Where the string "ConditionStep" occurs in a line of the data below, that line should be copied.

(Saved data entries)
◇ ◇ ◇ ◇ ◇ ◇ ◇

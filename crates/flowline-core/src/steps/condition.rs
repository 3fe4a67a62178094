//! `condition` step: a one-way gate over a single comparison.

use serde::{Deserialize, Serialize};
use serde_json::Value;

use super::StepOutcome;
use crate::context::ExecutionContext;
use crate::template::stringify;

/// Comparison operator.
#[derive(Debug, Clone, Copy, PartialEq, Eq, Serialize, Deserialize)]
#[serde(rename_all = "camelCase")]
pub enum Operator {
    /// Loose equality.
    Equals,
    /// Loose inequality.
    NotEquals,
    /// Numeric greater than.
    Gt,
    /// Numeric less than.
    Lt,
    /// Substring containment after string coercion.
    Contains,
    /// Operand is present and not null.
    Exists,
    /// Anything else; always evaluates to false.
    #[serde(other)]
    Unsupported,
}

/// What to do when the comparison is false.
#[derive(Debug, Clone, Copy, PartialEq, Eq, Default, Serialize, Deserialize)]
#[serde(rename_all = "camelCase")]
pub enum FalseAction {
    /// Halt the execution with status `stopped`.
    Stop,
    #[default]
    #[serde(other)]
    Continue,
}

#[derive(Debug, Clone, Serialize, Deserialize)]
#[serde(rename_all = "camelCase")]
pub struct ConditionStep {
    /// Context path of the operand, bare (`age`) or wrapped (`{{age}}`).
    pub field: String,

    pub operator: Operator,

    /// Comparison target (templated).
    #[serde(default)]
    pub value: Value,

    #[serde(default)]
    pub action_if_false: FalseAction,
}

impl ConditionStep {
    /// Evaluate the comparison against the current context.
    ///
    /// The operand is looked up, not template-resolved: a missing field is
    /// undefined, so `exists` is false and `equals null` is true.
    pub fn evaluate(&self, ctx: &ExecutionContext) -> bool {
        let operand = ctx.lookup(field_path(&self.field));
        let target = ctx.resolve(&self.value);

        match self.operator {
            Operator::Equals => loose_eq(operand, &target),
            Operator::NotEquals => !loose_eq(operand, &target),
            Operator::Gt => to_number(operand) > to_number(Some(&target)),
            Operator::Lt => to_number(operand) < to_number(Some(&target)),
            Operator::Contains => match operand {
                Some(v) => stringify(v).contains(&stringify(&target)),
                None => false,
            },
            Operator::Exists => !matches!(operand, None | Some(Value::Null)),
            Operator::Unsupported => false,
        }
    }

    /// Map the comparison result to the executor's next move.
    pub fn outcome(&self, ctx: &ExecutionContext) -> StepOutcome {
        let passed = self.evaluate(ctx);
        tracing::debug!(
            field = %self.field,
            operator = ?self.operator,
            passed,
            "Evaluated condition"
        );

        if !passed && self.action_if_false == FalseAction::Stop {
            StepOutcome::Stop
        } else {
            StepOutcome::Continue
        }
    }
}

fn field_path(field: &str) -> &str {
    let trimmed = field.trim();
    trimmed
        .strip_prefix("{{")
        .and_then(|s| s.strip_suffix("}}"))
        .unwrap_or(trimmed)
        .trim()
}

/// Loose equality: null and missing are equal to each other only, numbers
/// compare against numeric strings, booleans compare as 0/1. Arrays and
/// objects facing a primitive are flattened to their primitive text first.
fn loose_eq(operand: Option<&Value>, target: &Value) -> bool {
    let Some(operand) = operand else {
        return target.is_null();
    };

    match (operand, target) {
        (Value::Null, t) => t.is_null(),
        (_, Value::Null) => false,
        (Value::String(a), Value::String(b)) => a == b,
        (Value::Number(_), Value::Number(_)) => to_number(Some(operand)) == to_number(Some(target)),
        (Value::Bool(a), Value::Bool(b)) => a == b,
        (Value::Number(_) | Value::String(_) | Value::Bool(_), Value::Number(_) | Value::String(_) | Value::Bool(_)) => {
            to_number(Some(operand)) == to_number(Some(target))
        }
        (Value::Array(_) | Value::Object(_), Value::Array(_) | Value::Object(_)) => operand == target,
        (compound @ (Value::Array(_) | Value::Object(_)), primitive) => {
            loose_eq(Some(&Value::String(to_primitive(compound))), primitive)
        }
        (primitive, compound) => loose_eq(Some(primitive), &Value::String(to_primitive(compound))),
    }
}

/// Primitive text of a value: arrays join their items with `,`, null items
/// become empty and objects become `[object Object]`.
fn to_primitive(value: &Value) -> String {
    match value {
        Value::Null => String::new(),
        Value::Array(items) => items.iter().map(to_primitive).collect::<Vec<_>>().join(","),
        Value::Object(_) => "[object Object]".to_string(),
        other => stringify(other),
    }
}

/// Numeric cast. Missing values and unparsable text become NaN.
fn to_number(value: Option<&Value>) -> f64 {
    match value {
        None => f64::NAN,
        Some(Value::Null) => 0.0,
        Some(Value::Bool(b)) => f64::from(u8::from(*b)),
        Some(Value::Number(n)) => n.as_f64().unwrap_or(f64::NAN),
        Some(Value::String(s)) => parse_number(s),
        Some(array @ Value::Array(_)) => parse_number(&to_primitive(array)),
        Some(Value::Object(_)) => f64::NAN,
    }
}

fn parse_number(s: &str) -> f64 {
    let t = s.trim();
    match t {
        "" => 0.0,
        "Infinity" | "+Infinity" => f64::INFINITY,
        "-Infinity" => f64::NEG_INFINITY,
        _ if t.chars().any(|c| c.is_ascii_alphabetic() && c != 'e' && c != 'E') => f64::NAN,
        _ => t.parse().unwrap_or(f64::NAN),
    }
}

◇ ◇ ◇ ◇ ◇ ◇ ◇

▶ Written reply
pub struct ConditionStep {
impl ConditionStep {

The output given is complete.